A Funny Thing Happened at the Gynecologist Today
Sep 17th, 2007 by Nola
As I am waiting for the doctor to come see me for my annual exam, I hear him outside the exam room. “Nola . . . recently had a baby . . . the ninth of June. . . is an attorney. . . .” What? Why is me being an attorney relevant? I think it is because I suspect that every doctor who hears that his patient is an attorney immediately thinks “attorneys sue!” to themselves as a defense mechanism.
The doc walks in alone and asks if I’d mind if a third year med student could do the exam. Sure, why not? How else are fledgling wanna-be doctors gonna learn?
We go through the Q & A part of the exam–do I smoke or drink? Any problems? Chit chat about my recent bout of mastitis. Then the doc exams me. Then he asks the student to do so. And then he asks her, “Is her uterus antiflex or retroverted or can you tell?” I’m all, “what the???” But then she begins the exam. My initial thought was, “Hey! He said my uterus not my tonsils!” Yipes.
Then she is done. She turns to my doc and says, “I’d guess [boy, those are some words that strike confidence from a doctor, huh?] retroverted.” And then my doc say, “No. It’s antiflex.” There is a bit of giggling (ok, I think that came from me–and it may have only been in my head) and then my doc goes on to explain the tell-tale signs of an antiflex uterus. Oh my. Well, this science class has been lovely and all, think I to myself, but can we wrap it up already??
I don’t know the difference between an antiflex and a retroverted uterus and whether mine being antiflex was good, bad or indifferent (maybe that was covered with the next patient). But I will admit that this whole med-student quiz tickled me but good. I enjoyed that she seemed to know no more about my internal anatomy than I did. Or maybe she was just nervous thinking I’d sue her if she got it wrong.
Stumble it!

HAHAH. That is funny. But you got examined twice? Wow you are better than me b/c no way was I going to go through that twice for a student or otherwise. HAHA
You are so silly. I had this when I was getting exams at UNO. I like how they ask you casually, “Oh, not only are you gonna have one hand up your crotch, but could you do me a solid and let this total stranger treat you like a hand puppet, too.” What am I suppose to say to that, sure my vagina is open to the world, let them all come and learn from me?

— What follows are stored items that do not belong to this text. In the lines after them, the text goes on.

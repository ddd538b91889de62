//! CLI argument parsing and pipeline sequencing.
//!
//! The parser is a flat `match` over the argument list; two boolean flags
//! and two positionals do not justify a parser dependency. Errors from the
//! pipeline are prefixed with the failing stage's name and printed to
//! standard output by `main`, which then exits with -1.

use std::fs;

use crate::elf::RPL_IS_RPX;
use crate::rpl;

/// One conversion request: a source ELF, a destination path, and whether
/// the output is a shared library (RPL) or an executable (RPX).
pub struct Driver {
    src: String,
    dst: String,
    rpl: bool,
    verbose: bool,
}

fn print_usage(program: &str) {
    println!("{} [options] <src> <dst>", program);
    println!("Convert a big-endian PowerPC ELF into an RPX or RPL file.");
    println!();
    println!("  <src>            Path to the input ELF file");
    println!("  <dst>            Path to the output RPX/RPL file");
    println!("  -r, --rpl        Generate an RPL (library) instead of an RPX");
    println!("  -v, --verbose    Report each conversion stage on stderr");
    println!("  -H, --help       Show this help");
}

impl Driver {
    /// Parse command-line arguments (`args[0]` is the program name).
    ///
    /// Returns `Ok(None)` when help was requested or arguments are
    /// missing; usage has been printed and the process should exit 0.
    pub fn parse_cli_args(args: &[String]) -> Result<Option<Driver>, String> {
        let mut rpl = false;
        let mut verbose = false;
        let mut positional: Vec<&str> = Vec::new();

        for arg in &args[1..] {
            match arg.as_str() {
                "-r" | "--rpl" => rpl = true,
                "-v" | "--verbose" => verbose = true,
                "-H" | "--help" => {
                    print_usage(&args[0]);
                    return Ok(None);
                }
                s if s.starts_with('-') => {
                    return Err(format!("unknown option '{}'", s));
                }
                s => positional.push(s),
            }
        }

        match positional.len() {
            2 => Ok(Some(Driver {
                src: positional[0].to_string(),
                dst: positional[1].to_string(),
                rpl,
                verbose,
            })),
            0 | 1 => {
                print_usage(&args[0]);
                Ok(None)
            }
            _ => Err(format!("unexpected argument '{}'", positional[2])),
        }
    }

    fn note(&self, stage: &str) {
        if self.verbose {
            eprintln!("elf2rpl: {}", stage);
        }
    }

    /// Run the conversion pipeline from `src` to `dst`.
    pub fn run(&self) -> Result<(), String> {
        self.note("reading input");
        let input = fs::read(&self.src)
            .map_err(|e| format!("read_elf: {}: {}", self.src, e))?;
        let mut image = rpl::read_elf(&input, &self.src)
            .map_err(|e| format!("read_elf: {}", e))?;

        self.note("fixing relocations");
        rpl::fix_relocations(&mut image)
            .map_err(|e| format!("fix_relocations: {}", e))?;

        self.note("assigning loader addresses");
        rpl::fix_loader_addresses(&mut image);

        self.note("generating file info");
        let flags = if self.rpl { 0 } else { RPL_IS_RPX };
        rpl::generate_fileinfo(&mut image, flags);

        self.note("generating section CRCs");
        rpl::generate_crcs(&mut image);

        self.note("finalizing file header");
        rpl::fix_file_header(&mut image)
            .map_err(|e| format!("fix_file_header: {}", e))?;

        self.note("compressing sections");
        rpl::deflate_sections(&mut image)
            .map_err(|e| format!("deflate_sections: {}", e))?;

        self.note("calculating file offsets");
        rpl::calculate_offsets(&mut image)
            .map_err(|e| format!("calculate_offsets: {}", e))?;

        self.note("writing output");
        let output = rpl::write_rpl(&image);
        fs::write(&self.dst, &output)
            .map_err(|e| format!("write_rpl: {}: {}", self.dst, e))?;

        Ok(())
    }
}

#[cfg(test)]
mod tests {
    use super::*;

    fn args(list: &[&str]) -> Vec<String> {
        std::iter::once("elf2rpl")
            .chain(list.iter().copied())
            .map(|s| s.to_string())
            .collect()
    }

    #[test]
    fn test_parse_src_dst() {
        let driver = Driver::parse_cli_args(&args(&["in.elf", "out.rpx"]))
            .unwrap()
            .unwrap();
        assert_eq!(driver.src, "in.elf");
        assert_eq!(driver.dst, "out.rpx");
        assert!(!driver.rpl);
        assert!(!driver.verbose);
    }

    #[test]
    fn test_parse_flags_in_any_position() {
        let driver = Driver::parse_cli_args(&args(&["in.elf", "-r", "out.rpl", "-v"]))
            .unwrap()
            .unwrap();
        assert!(driver.rpl);
        assert!(driver.verbose);
        assert_eq!(driver.src, "in.elf");
        assert_eq!(driver.dst, "out.rpl");

        let driver = Driver::parse_cli_args(&args(&["--rpl", "in.elf", "out.rpl"]))
            .unwrap()
            .unwrap();
        assert!(driver.rpl);
    }

    #[test]
    fn test_missing_arguments_show_help() {
        assert!(Driver::parse_cli_args(&args(&[])).unwrap().is_none());
        assert!(Driver::parse_cli_args(&args(&["only-src"])).unwrap().is_none());
        assert!(Driver::parse_cli_args(&args(&["-H"])).unwrap().is_none());
    }

    #[test]
    fn test_bad_arguments_are_errors() {
        assert!(Driver::parse_cli_args(&args(&["-x", "a", "b"])).is_err());
        assert!(Driver::parse_cli_args(&args(&["a", "b", "c"])).is_err());
    }

    #[test]
    fn test_run_reports_stage_on_failure() {
        let driver = Driver {
            src: "/nonexistent/input.elf".to_string(),
            dst: "/nonexistent/output.rpx".to_string(),
            rpl: false,
            verbose: false,
        };
        let err = driver.run().unwrap_err();
        assert!(err.starts_with("read_elf:"), "unexpected error: {}", err);
    }
}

Now, I must go look up what all the uterus talk is about. Man, I am not getting any work done today.
oh boy save me from untrained gynocologists. that’s like my WORST nightmare!
I don’t let rookies poke around in there any more after the last one didn’t even know WHERE MY CERVIX WAS.
Cody had a law book with him when he went to the doc the other day. It really does strike fear into the hearts of doctors to deal with your kind I guess.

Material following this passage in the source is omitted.